JpGU-AGU Joint Meeting 2020

Presentation information

[J] Poster

S (Solid Earth Sciences ) » S-SS Seismology

[S-SS14] Crustal Deformation

convener:Tadafumi Ochi(Institute of Earthquake and Volcano Geology, Geological Survey of Japan, The National Institute of Advanced Industrial Science and Technology), Masayuki Kano(Graduate school of science, Tohoku University)

[SSS14-P27] Toward the development of a kinematic block motion model in Indonesia based on GNSS observation

*Rio Raharja1, Takeo Ito1, Hiroshi Kimura1, Irwan Meilano2 (1.Graduate School of Environmental Studies, Nagoya University, Japan, 2.Faculty of Earth Sciences and Technology, Bandung Institute of Technology, Indonesia)

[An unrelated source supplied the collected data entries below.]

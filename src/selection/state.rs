//! Selection snapshot with deterministic hashing.

use serde::{Deserialize, Serialize};
use std::collections::BTreeSet;

use crate::data::Record;
use crate::region::Region;
use crate::scale::ScaleMode;

/// Sunburst ring a drill filter came from.
#[derive(Debug, Clone, Copy, PartialEq, Eq, Hash, Serialize, Deserialize)]
pub enum DrillKind {
    #[serde(rename = "region")]
    Region,
    #[serde(rename = "sub-region")]
    SubRegion,
    #[serde(rename = "country")]
    Country,
}

impl DrillKind {
    /// Ring depth 1, 2, 3 → region, sub-region, country.
    pub fn from_depth(depth: usize) -> Option<Self> {
        match depth {
            1 => Some(DrillKind::Region),
            2 => Some(DrillKind::SubRegion),
            3 => Some(DrillKind::Country),
            _ => None,
        }
    }

    pub fn depth(self) -> usize {
        match self {
            DrillKind::Region => 1,
            DrillKind::SubRegion => 2,
            DrillKind::Country => 3,
        }
    }

    pub fn as_str(self) -> &'static str {
        match self {
            DrillKind::Region => "region",
            DrillKind::SubRegion => "sub-region",
            DrillKind::Country => "country",
        }
    }
}

#[derive(Debug, Clone, PartialEq, Eq, Hash, Serialize, Deserialize)]
pub struct DrillFilter {
    pub kind: DrillKind,
    pub value: String,
}

impl DrillFilter {
    pub fn new(kind: DrillKind, value: impl Into<String>) -> Self {
        Self {
            kind,
            value: value.into(),
        }
    }

    pub fn matches(&self, r: &Record) -> bool {
        match self.kind {
            DrillKind::Region => r.region.as_str() == self.value,
            DrillKind::SubRegion => r.sub_region == self.value,
            DrillKind::Country => r.country == self.value,
        }
    }

    /// `kind:value`, e.g. `sub-region:Western Europe`.
    pub fn label(&self) -> String {
        format!("{}:{}", self.kind.as_str(), self.value)
    }

    /// Whether a sunburst arc at `depth` named `name` is the selected one.
    pub fn selects_arc(&self, depth: usize, name: &str) -> bool {
        self.kind.depth() == depth && self.value == name
    }
}

/// Cross-filter state shared by all four charts. Each filter is owned by the
/// chart it originates from and they may be active at the same time.
#[derive(Debug, Clone, PartialEq, Serialize, Deserialize)]
pub struct SelectionState {
    pub year: i32,
    /// Bar-chart click
    pub region_filter: Option<Region>,
    /// Sunburst click
    pub drill_filter: Option<DrillFilter>,
    /// Scatter brush; `None` means the line chart shows the top-N
    pub brushed: Option<BTreeSet<String>>,
    /// Scatter axes only
    pub scale_mode: ScaleMode,
    /// Number of transitions applied
    pub seq: u64,
}

impl SelectionState {
    pub fn new(year: i32) -> Self {
        Self {
            year,
            region_filter: None,
            drill_filter: None,
            brushed: None,
            scale_mode: ScaleMode::Linear,
            seq: 0,
        }
    }

    pub fn is_brushed(&self, country: &str) -> bool {
        self.brushed.as_ref().map_or(false, |set| set.contains(country))
    }

    /// Compute deterministic state hash for replay validation
    pub fn hash(&self) -> u64 {
        use std::collections::hash_map::DefaultHasher;
        use std::hash::{Hash, Hasher};

        let mut h = DefaultHasher::new();
        self.year.hash(&mut h);
        self.region_filter.hash(&mut h);
        self.drill_filter.hash(&mut h);
        self.brushed.hash(&mut h);
        self.scale_mode.hash(&mut h);
        self.seq.hash(&mut h);
        h.finish()
    }
}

Indonesia is located in a tectonically complex region and lies in the interaction of four major plates. This interaction resulted in seismic activity in Indonesia and is one of the highest in the world. The earthquake not only occurred along a trench but also in inland fault, which is some of them were destructive. With this condition, research on evaluating the earthquake potential in Indonesia becomes urgent. To assess the earthquake potential, defining the boundaries between each crustal block become fundamental.

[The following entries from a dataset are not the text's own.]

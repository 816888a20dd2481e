//! Cross-filter selection: immutable snapshots, typed interactions and a
//! pure reducer.
//!
//! ```text
//! ┌──────────────┐     ┌──────────────┐     ┌──────────────┐
//! │    Charts    │────►│ Interaction  │────►│   Reducer    │
//! │ (click/brush)│     │  (typed msg) │     │  (pure fn)   │
//! └──────────────┘     └──────────────┘     └──────────────┘
//!        ▲                                         │
//!        │             ┌──────────────┐            ▼
//!        └─────────────│  View models │◄──── SelectionState
//!                      └──────────────┘       (hashed)
//! ```

pub mod events;
pub mod reducer;
pub mod state;

pub use events::{Interaction, ViewId};
pub use reducer::{reduce, replay, Transition};
pub use state::{DrillFilter, DrillKind, SelectionState};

In this research, we use GNSS data derived from Indonesia CORS Network (InaCORS) and Sumatran GPS Array (SuGAR). The total number of sites that used in this research is 205 sites with a period from 2008 to 2018. We use Bernese 5.2 software for analyzing the GNSS data and get the velocity field. In order to evaluate the quality of our velocity field, we compare our velocity field with previous study (Koulali et al., 2017). We estimate the euler pole of Koulali's Sunda block. In this estimation, we only used the same sites with Koulali et al. (2017). The biggest difference between our velocity field and Koulali et al. (2017) is about 3 mm/yr. In here we assume that this difference is due to the differences in the observation period and the observation errors.

Our velocity field in the eastern part of Indonesia (from 120oE to the east) is almost completely in line with the block boundaries defined by Bird (2003). In other hand, in the western part (from 120oE to the west), our velocity filed shows disagreement with his block boundaries in Sumatra region. In order to resolve this disagreement, we define new block boundaries in the western part and also make some modification of block boundaries from previous studies in the eastern part.

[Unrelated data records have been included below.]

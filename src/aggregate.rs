//! Year-scoped rollups over the record set.
//!
//! Every function here is pure: it borrows the immutable records, takes its
//! parameters explicitly and returns a freshly computed value. Group order is
//! first appearance in the input, so ties keep a stable, input-determined
//! order.

use serde::{Deserialize, Serialize};
use std::collections::HashMap;
use std::hash::Hash;

use crate::data::Record;
use crate::region::Region;
use crate::selection::DrillFilter;

/// Divisor taking raw GDP to billions.
pub const GDP_UNIT: f64 = 1e9;

#[derive(Debug, Clone, PartialEq, Serialize, Deserialize)]
pub struct RegionAggregate {
    pub region: Region,
    pub total_co2: f64,
}

#[derive(Debug, Clone, PartialEq, Serialize, Deserialize)]
pub struct SeriesPoint {
    pub year: i32,
    pub co2: f64,
}

#[derive(Debug, Clone, PartialEq, Serialize, Deserialize)]
pub struct CountrySeries {
    pub country: String,
    pub points: Vec<SeriesPoint>,
}

/// A scatter-plot mark. GDP is already in billions.
#[derive(Debug, Clone, PartialEq, Serialize, Deserialize)]
pub struct ScatterPoint {
    pub country: String,
    pub region: Region,
    pub sub_region: String,
    pub co2: f64,
    pub gdp_billions: f64,
    pub population: u64,
}

impl ScatterPoint {
    // Records are never mutated, so the rescale happens exactly once per point.
    fn from_record(r: &Record) -> Self {
        Self {
            country: r.country.clone(),
            region: r.region.clone(),
            sub_region: r.sub_region.clone(),
            co2: r.co2,
            gdp_billions: r.gdp / GDP_UNIT,
            population: r.population,
        }
    }
}

/// Sum `value` per key, groups in first-appearance order.
pub(crate) fn group_sum<'a, K, I, KF, VF>(rows: I, key: KF, value: VF) -> Vec<(K, f64)>
where
    K: Hash + Eq + Clone,
    I: IntoIterator<Item = &'a Record>,
    KF: Fn(&Record) -> K,
    VF: Fn(&Record) -> f64,
{
    let mut index: HashMap<K, usize> = HashMap::new();
    let mut groups: Vec<(K, f64)> = Vec::new();
    for r in rows {
        let k = key(r);
        match index.get(&k) {
            Some(&i) => groups[i].1 += value(r),
            None => {
                index.insert(k.clone(), groups.len());
                groups.push((k, value(r)));
            }
        }
    }
    groups
}

fn sort_desc<K>(groups: &mut [(K, f64)]) {
    groups.sort_by(|a, b| b.1.total_cmp(&a.1));
}

/// Total CO₂ per region for `year`, largest first. Only positive emissions
/// count; a region with none is absent rather than zero.
pub fn region_totals(records: &[Record], year: i32) -> Vec<RegionAggregate> {
    let mut groups = group_sum(
        records.iter().filter(|r| r.year == year && r.co2 > 0.0),
        |r| r.region.clone(),
        |r| r.co2,
    );
    sort_desc(&mut groups);
    groups
        .into_iter()
        .map(|(region, total_co2)| RegionAggregate { region, total_co2 })
        .collect()
}

/// The `n` countries with the highest summed CO₂ in `year`.
pub fn top_countries(records: &[Record], year: i32, n: usize) -> Vec<String> {
    let mut groups = group_sum(
        records.iter().filter(|r| r.year == year),
        |r| r.country.clone(),
        |r| r.co2,
    );
    sort_desc(&mut groups);
    groups.into_iter().take(n).map(|(country, _)| country).collect()
}

/// Full-range CO₂ series for each requested country, in request order.
/// Countries without records are left out.
pub fn time_series(records: &[Record], countries: &[String]) -> Vec<CountrySeries> {
    let mut by_country: HashMap<&str, Vec<SeriesPoint>> = HashMap::new();
    for r in records {
        if countries.iter().any(|c| c == &r.country) {
            by_country.entry(r.country.as_str()).or_default().push(SeriesPoint {
                year: r.year,
                co2: r.co2,
            });
        }
    }

    let mut out = Vec::with_capacity(countries.len());
    for country in countries {
        if out.iter().any(|s: &CountrySeries| &s.country == country) {
            continue;
        }
        if let Some(mut points) = by_country.remove(country.as_str()) {
            points.sort_by_key(|p| p.year);
            out.push(CountrySeries {
                country: country.clone(),
                points,
            });
        }
    }
    out
}

/// Scatter population for `year`: positive CO₂ and GDP only (both axes may
/// be logarithmic), narrowed by the sunburst drill filter.
pub fn scatter_points(
    records: &[Record],
    year: i32,
    drill: Option<&DrillFilter>,
) -> Vec<ScatterPoint> {
    records
        .iter()
        .filter(|r| r.year == year && r.co2 > 0.0 && r.gdp > 0.0)
        .filter(|r| drill.map_or(true, |f| f.matches(r)))
        .map(ScatterPoint::from_record)
        .collect()
}

/// Min and max of `values`, `None` when empty.
pub fn extent<I: IntoIterator<Item = f64>>(values: I) -> Option<(f64, f64)> {
    values.into_iter().fold(None, |acc, v| match acc {
        None => Some((v, v)),
        Some((lo, hi)) => Some((lo.min(v), hi.max(v))),
    })
}

#[cfg(test)]
mod tests {
    use super::*;
    use crate::selection::DrillKind;

    fn rec(country: &str, region: Region, sub: &str, year: i32, co2: f64) -> Record {
        Record {
            country: country.to_string(),
            region,
            sub_region: sub.to_string(),
            year,
            co2,
            gdp: 1e11,
            population: 1_000,
        }
    }

    fn sample() -> Vec<Record> {
        vec![
            rec("China", Region::Asia, "Eastern Asia", 2020, 10_000.0),
            rec("India", Region::Asia, "Southern Asia", 2020, 2_500.0),
            rec("Germany", Region::Europe, "Western Europe", 2020, 700.0),
            rec("France", Region::Europe, "Western Europe", 2020, 300.0),
            rec("Chad", Region::Africa, "Middle Africa", 2020, 0.0),
            rec("China", Region::Asia, "Eastern Asia", 2021, 11_000.0),
            rec("Germany", Region::Europe, "Western Europe", 2019, 750.0),
        ]
    }

    #[test]
    fn two_records_one_year_scenario() {
        let mut y = rec("Y", Region::Europe, "W.Europe", 2020, 5.0);
        y.gdp = 2e11;
        y.population = 500;
        let mut x = rec("X", Region::Asia, "E.Asia", 2020, 10.0);
        x.gdp = 5e11;
        let totals = region_totals(&[x, y], 2020);
        assert_eq!(
            totals,
            vec![
                RegionAggregate { region: Region::Asia, total_co2: 10.0 },
                RegionAggregate { region: Region::Europe, total_co2: 5.0 },
            ]
        );
    }

    #[test]
    fn region_totals_skip_non_positive_regions() {
        let totals = region_totals(&sample(), 2020);
        assert_eq!(totals.len(), 2);
        assert_eq!(totals[0].region, Region::Asia);
        assert_eq!(totals[0].total_co2, 12_500.0);
        assert!(totals.iter().all(|t| t.region != Region::Africa));
    }

    #[test]
    fn top_countries_sorted_and_truncated() {
        let top = top_countries(&sample(), 2020, 3);
        assert_eq!(top, vec!["China", "India", "Germany"]);
        assert_eq!(top_countries(&sample(), 2020, 50).len(), 5);
        assert!(top_countries(&sample(), 1950, 5).is_empty());
    }

    #[test]
    fn top_countries_ties_keep_input_order() {
        let rows = vec![
            rec("B", Region::Asia, "s", 2020, 1.0),
            rec("A", Region::Asia, "s", 2020, 1.0),
        ];
        assert_eq!(top_countries(&rows, 2020, 2), vec!["B", "A"]);
    }

    #[test]
    fn time_series_ascending_and_request_ordered() {
        let series = time_series(
            &sample(),
            &["Germany".to_string(), "Nowhere".to_string(), "China".to_string()],
        );
        assert_eq!(series.len(), 2);
        assert_eq!(series[0].country, "Germany");
        let years: Vec<i32> = series[0].points.iter().map(|p| p.year).collect();
        assert_eq!(years, vec![2019, 2020]);
        assert_eq!(series[1].points.len(), 2);
    }

    #[test]
    fn scatter_points_rescale_gdp_and_apply_drill() {
        let pts = scatter_points(&sample(), 2020, None);
        // Chad has zero emissions and cannot sit on a log axis
        assert_eq!(pts.len(), 4);
        assert!(pts.iter().all(|p| (p.gdp_billions - 100.0).abs() < 1e-9));

        let f = DrillFilter::new(DrillKind::SubRegion, "Western Europe");
        let pts = scatter_points(&sample(), 2020, Some(&f));
        let names: Vec<&str> = pts.iter().map(|p| p.country.as_str()).collect();
        assert_eq!(names, vec!["Germany", "France"]);
    }

    #[test]
    fn extent_of_empty_is_none() {
        assert_eq!(extent(Vec::new()), None);
        assert_eq!(extent(vec![3.0, -1.0, 2.0]), Some((-1.0, 3.0)));
    }

    #[test]
    fn aggregations_are_idempotent() {
        let data = sample();
        assert_eq!(region_totals(&data, 2020), region_totals(&data, 2020));
        assert_eq!(top_countries(&data, 2020, 5), top_countries(&data, 2020, 5));
        let c = vec!["China".to_string()];
        assert_eq!(time_series(&data, &c), time_series(&data, &c));
    }
}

We employ the MCMC (Markov Chain Monte Carlo) method to generate many kinematic block motion models and choose the optimum model based on AIC (Akaike's Information Criterion). By using the optimum model, we also estimate the relative motion between each block, the euler pole for each block, and the coupling ratio especially in Java region due to subduction of Australian plate that not be done by some previous researches. We also use seismic data in order to evaluate our block boundaries.